The ConsensusDriver trait — the single pluggable extension point for HA and durable persistence in tsoracle.

Implement this trait against your preferred mechanism (openraft, raft-rs, etcd, a single-node file, …) and you can host the tsoracle server on it. The library itself does not run consensus; it consumes whatever you wire into the trait.

§What’s in the box

ConsensusDriver — the three-method trait the server calls into: leadership_events, load_high_water, persist_high_water. About fifty lines of trait surface.
LeaderState — the role-class enum the driver’s leadership_events stream carries: Leader { epoch }, Follower { leader_endpoint, leader_epoch }, Unknown.
ConsensusError — the error type all three trait methods return.
AdvancePayload + reject_out_of_range_advance — the shared “advance the high-water to at least N” command payload and the range guard every driver MUST call before persisting it. See Required pre-persist guard.
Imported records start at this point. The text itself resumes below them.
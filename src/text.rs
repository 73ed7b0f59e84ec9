//! Text assembly from OCR fragments

use serde::{Deserialize, Serialize};

use crate::{consts::UNKNOWN_LANGUAGE, ocr::OcrFragment};

/// Normalized OCR output for one image
#[derive(Debug, Clone, PartialEq, Eq, Serialize, Deserialize)]
pub struct ExtractionResult {
    pub assembled_text: String,
    /// Distinct script tags joined with ", ", or `"unknown"`
    pub language_descriptor: String,
}

/// Join fragment texts with single spaces, in input order.
///
/// Fragments are neither trimmed nor filtered, so whitespace-only fragments
/// still contribute a separator.
pub fn assemble(fragments: &[OcrFragment]) -> ExtractionResult {
    let assembled_text = fragments
        .iter()
        .map(|f| f.text.as_str())
        .collect::<Vec<_>>()
        .join(" ");

    let language_descriptor = if fragments.is_empty() {
        UNKNOWN_LANGUAGE.to_string()
    } else {
        let mut tags: Vec<&str> = Vec::new();
        for fragment in fragments {
            if !tags.contains(&fragment.script.as_str()) {
                tags.push(&fragment.script);
            }
        }
        tags.join(", ")
    };

    ExtractionResult {
        assembled_text,
        language_descriptor,
    }
}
§Required pre-persist guard

Every ConsensusDriver::persist_high_water implementation MUST call reject_out_of_range_advance(at_least) before durably appending the advance. The check rejects any value above tsoracle_core::PHYSICAL_MS_MAX (the 46-bit physical-millisecond cap) as ConsensusError::PermanentDriver.

This is a poison-write guard, not a styling preference. The high-water only ratchets up, so once an out-of-range value is durably committed every subsequent leadership gain reloads it, PhysicalMs::try_new rejects it (CoreError::PhysicalMsOutOfRange), and the new leader can never serve — there is no path to self-heal. The single-node FileDriver already guards at its persist site; consensus-backed drivers append through a replicated log and apply with an unchecked max, so this shared check is what keeps them aligned with the same contract.

§Documentation

docs/consensus-integration.md — the trait reference: contract for each method, per-driver implementation recipes, a worked example (openraft), the “Choosing a driver” comparison, and the single-leader requirement explained.

§Existing impls in this workspace

If you want a ready-made driver rather than implementing one yourself:

tsoracle-driver-file — single-node, fsync-durable.
tsoracle-driver-openraft — HA via openraft.
tsoracle-driver-paxos — HA via OmniPaxos.

§Feature flags

serde — derives Serialize / Deserialize on the public types so they cross wire and storage boundaries cleanly. Propagates to tsoracle-core.

Modules§

docs: Long-form documentation for tsoracle-consensus.

Structs§

AdvancePayload: The payload of an “advance the high-water to at least at_least” command, shared by every consensus backend’s replicated log entry.

Enums§

ConsensusError: Errors returned by ConsensusDriver operations.
LeaderState: Leadership state surfaced to the server’s leader-watch task.

Traits§

ConsensusDriver: The single injection point for HA and durable persistence.

Functions§

reject_out_of_range_advance: Reject a high-water advance whose physical_ms value exceeds tsoracle_core::PHYSICAL_MS_MAX, before it is durably persisted.